Lunes 27 de Julio de 2026

El debate sobre la construcción del Cablebús en Puebla ha dejado ver dos posturas claramente diferenciadas. Por un lado, quienes consideran que se trata de una obra innecesaria para la ciudad; por el otro, quienes la observan como una alternativa para mejorar la movilidad de miles de personas que diariamente enfrentan largos tiempos de traslado. Sin embargo, quizá la discusión más importante no sea si el Cablebús debe construirse o no, sino bajo qué criterios se toman las decisiones que transforman una ciudad.

Las ciudades no se construyen con proyectos aislados. Se construyen a partir de una visión de largo plazo donde la movilidad, el medio ambiente, el desarrollo urbano y la calidad de vida forman parte de una misma estrategia. Cuando estos elementos se analizan de manera independiente, las decisiones públicas corren el riesgo de convertirse en respuestas parciales para problemas estructurales.

Uno de los argumentos más recurrentes alrededor del proyecto ha sido la posible remoción de aproximadamente 97 árboles. Sin duda, cualquier pérdida de cobertura vegetal debe analizarse con seriedad, pero reducir la conversación únicamente a esa cifra también puede limitar el verdadero debate. Puebla enfrenta un desafío ambiental mucho más profundo que el impacto de una sola obra.

La verdadera discusión debería centrarse en la necesidad de construir un Programa Integral de Arborización Urbana, con objetivos permanentes, indicadores de seguimiento, metas medibles y presupuesto para su mantenimiento. La pregunta no debería ser únicamente cuántos árboles se retiran por una obra específica, sino cuántos necesita realmente Puebla para recuperar su equilibrio ambiental.

El Plan de reforestación que anunció el gobierno estatal como medida de mitigación se comprometió a sembrar 10,000 nuevos árboles en la zona urbana y realizar un programa de saneamiento para atender especímenes con plagas u hongos.

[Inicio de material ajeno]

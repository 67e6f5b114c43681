//! Vitalink Web Server
//!
//! Axum-based HTTP API for device readings and user registration, plus the
//! WebSocket channel dashboards watch for live readings.

pub mod auth;
pub mod response;
pub mod routes;
pub mod state;
pub mod websocket;

use axum::{
    http::{header, HeaderValue, Method},
    routing::{get, post},
    Router,
};
use tower_http::{
    cors::{Any, CorsLayer},
    trace::TraceLayer,
};

use state::AppState;

/// Network and CORS settings for [`run_server`].
#[derive(Debug, Clone)]
pub struct ServerConfig {
    pub host: String,
    pub port: u16,
    /// Dashboard origin allowed to call the API with credentials. Any origin
    /// is allowed, without credentials, when unset.
    pub frontend_url: Option<String>,
}

/// Create the application router.
pub fn create_router(state: AppState) -> Router {
    create_router_with_cors(state, permissive_cors())
}

fn create_router_with_cors(state: AppState, cors: CorsLayer) -> Router {
    Router::new()
        .route("/health", get(routes::health::health))
        .route("/readings", post(routes::readings::ingest))
        .route("/users", get(routes::users::list_users).post(routes::users::register_user))
        .route(
            "/users/{id}",
            get(routes::users::get_user).post(routes::users::update_health_status),
        )
        .route("/ws", get(websocket::ws_handler))
        .layer(TraceLayer::new_for_http())
        .layer(cors)
        .with_state(state)
}

fn permissive_cors() -> CorsLayer {
    CorsLayer::new()
        .allow_origin(Any)
        .allow_methods(Any)
        .allow_headers(Any)
}

fn cors_layer(frontend_url: Option<&str>) -> anyhow::Result<CorsLayer> {
    let Some(origin) = frontend_url else {
        return Ok(permissive_cors());
    };

    Ok(CorsLayer::new()
        .allow_origin(HeaderValue::from_str(origin)?)
        .allow_methods([Method::GET, Method::POST])
        .allow_headers([header::AUTHORIZATION, header::CONTENT_TYPE])
        .allow_credentials(true))
}

/// Run the web server.
pub async fn run_server(state: AppState, config: ServerConfig) -> anyhow::Result<()> {
    let cors = cors_layer(config.frontend_url.as_deref())?;
    let app = create_router_with_cors(state, cors);

    let addr = format!("{}:{}", config.host, config.port);
    let listener = tokio::net::TcpListener::bind(&addr).await?;
    tracing::info!("Web server listening on http://{}", addr);

    axum::serve(listener, app).await?;
    Ok(())
}
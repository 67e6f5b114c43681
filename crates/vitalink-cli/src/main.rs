//! Vitalink CLI
//!
//! Runs the health-monitoring server and a simulated sensor device.

use anyhow::{Context, Result};
use clap::Parser;
use tracing_subscriber::{layer::SubscriberExt, util::SubscriberInitExt};

mod commands;

use commands::{Cli, Commands};

/// Initialize tracing, optionally mirroring output into a log file.
fn init_tracing(log_file: Option<&std::path::Path>) -> Result<()> {
    let env_filter = tracing_subscriber::EnvFilter::try_from_default_env()
        .unwrap_or_else(|_| "vitalink=info,vitalink_core=info,vitalink_web=debug,tower_http=info".into());

    if let Some(path) = log_file {
        if let Some(parent) = path.parent() {
            std::fs::create_dir_all(parent)
                .with_context(|| format!("creating log directory {}", parent.display()))?;
        }

        let file = std::fs::OpenOptions::new()
            .create(true)
            .append(true)
            .open(path)
            .with_context(|| format!("opening log file {}", path.display()))?;

        tracing_subscriber::registry()
            .with(env_filter)
            .with(tracing_subscriber::fmt::layer())
            .with(
                tracing_subscriber::fmt::layer()
                    .with_writer(std::sync::Mutex::new(file))
                    .with_ansi(false),
            )
            .init();
    } else {
        tracing_subscriber::registry()
            .with(env_filter)
            .with(tracing_subscriber::fmt::layer())
            .init();
    }

    Ok(())
}

#[tokio::main]
async fn main() -> Result<()> {
    let cli = Cli::parse();

    let log_file = match &cli.command {
        Commands::Serve(args) if args.log => Some(
            args.log_file
                .clone()
                .unwrap_or_else(|| std::path::PathBuf::from("logs/vitalink-serve.log")),
        ),
        _ => None,
    };

    init_tracing(log_file.as_deref())?;

    cli.execute().await
}
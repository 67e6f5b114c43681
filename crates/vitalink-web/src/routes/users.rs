//! User registry handlers.

use axum::{
    extract::{rejection::JsonRejection, Path, State},
    http::StatusCode,
    Json,
};
use vitalink_core::user::{
    self,
    model::{HealthUpdate, NewUser, UserRecord},
};

use crate::{
    response::{ApiError, ApiResponse},
    state::AppState,
};

pub async fn register_user(
    State(state): State<AppState>,
    payload: Result<Json<NewUser>, JsonRejection>,
) -> Result<(StatusCode, Json<ApiResponse<UserRecord>>), ApiError> {
    let Json(input) = payload?;
    let record = user::register_user(state.store.as_ref(), input).await?;

    Ok((
        StatusCode::CREATED,
        ApiResponse::ok("User registered successfully.", record),
    ))
}

pub async fn list_users(
    State(state): State<AppState>,
) -> Result<Json<ApiResponse<Vec<UserRecord>>>, ApiError> {
    let users = user::list_users(state.store.as_ref()).await?;
    Ok(ApiResponse::ok(format!("{} users found.", users.len()), users))
}

pub async fn get_user(
    State(state): State<AppState>,
    Path(id): Path<String>,
) -> Result<Json<ApiResponse<UserRecord>>, ApiError> {
    let record = user::get_user(state.store.as_ref(), &id).await?;
    Ok(ApiResponse::ok("User found.", record))
}

/// Merge the provided vitals into the user's stored health status.
pub async fn update_health_status(
    State(state): State<AppState>,
    Path(id): Path<String>,
    payload: Result<Json<HealthUpdate>, JsonRejection>,
) -> Result<Json<ApiResponse<UserRecord>>, ApiError> {
    let Json(update) = payload?;
    let record = user::update_health_status(state.store.as_ref(), &id, update).await?;
    Ok(ApiResponse::ok("Health status updated successfully.", record))
}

Hoy la ciudad cuenta con 1.2 m2 de áreas verdes por habitante, cuando diversos organismos internacionales recomiendan 9 a 10 metros cuadrados de áreas verdes por habitante. Alcanzar ese objetivo requiere una política pública sostenida durante años, no únicamente medidas de compensación asociadas a proyectos de infraestructura. Arborizar una ciudad implica seleccionar especies adecuadas, garantizar su supervivencia, recuperar espacios públicos y entender que cada árbol representa una inversión en salud, calidad del aire, regulación térmica y bienestar colectivo.

La movilidad también merece una discusión basada en evidencia. Un sistema de transporte masivo sólo alcanza su máximo potencial cuando responde a los patrones reales de desplazamiento de la población. Si hoy fuera posible observar un mapa de calor elaborado con sensores de movilidad, telefonía móvil o estudios origen-destino, probablemente aparecerían con claridad los corredores donde diariamente se concentra el mayor flujo de personas. Es justamente ahí donde debe evaluarse la pertinencia de cualquier proyecto de transporte público.

Más que preguntar si el Cablebús es una buena o una mala idea, conviene preguntarse si su trazo conecta las zonas donde realmente se genera la mayor demanda de viajes, si reduce tiempos de traslado, si integra a las comunidades periféricas con los principales centros de empleo, educación y servicios, y si forma parte de una estrategia integral de movilidad que dialogue con el resto del transporte público.

Las mejores ciudades del mundo no eligieron entre movilidad o medio ambiente. Entendieron que ambos objetivos podían avanzar de manera simultánea mediante una adecuada planeación urbana. Infraestructura eficiente y ciudades más verdes no son conceptos opuestos; son condiciones complementarias para construir un entorno más habitable.

Puebla tiene la oportunidad de elevar el nivel de la conversación pública. No se trata de discutir únicamente una obra, sino el modelo de ciudad que queremos construir para las próximas décadas. Una ciudad que tome decisiones con base en evidencia, indicadores y planeación de largo plazo será siempre más fuerte que aquella que responda únicamente a las coyunturas del momento.

Como afirmaba el urbanista Jaime Lerner: “La ciudad no es el problema; la ciudad es la solución.” Pero sólo lo será cuando cada proyecto forme parte de una visión integral donde movilidad, sostenibilidad y desarrollo urbano avancen en la misma dirección.

Porque, al final, las grandes ciudades no se distinguen por la cantidad de obras que construyen, sino por la calidad de las decisiones con las que planean su futuro.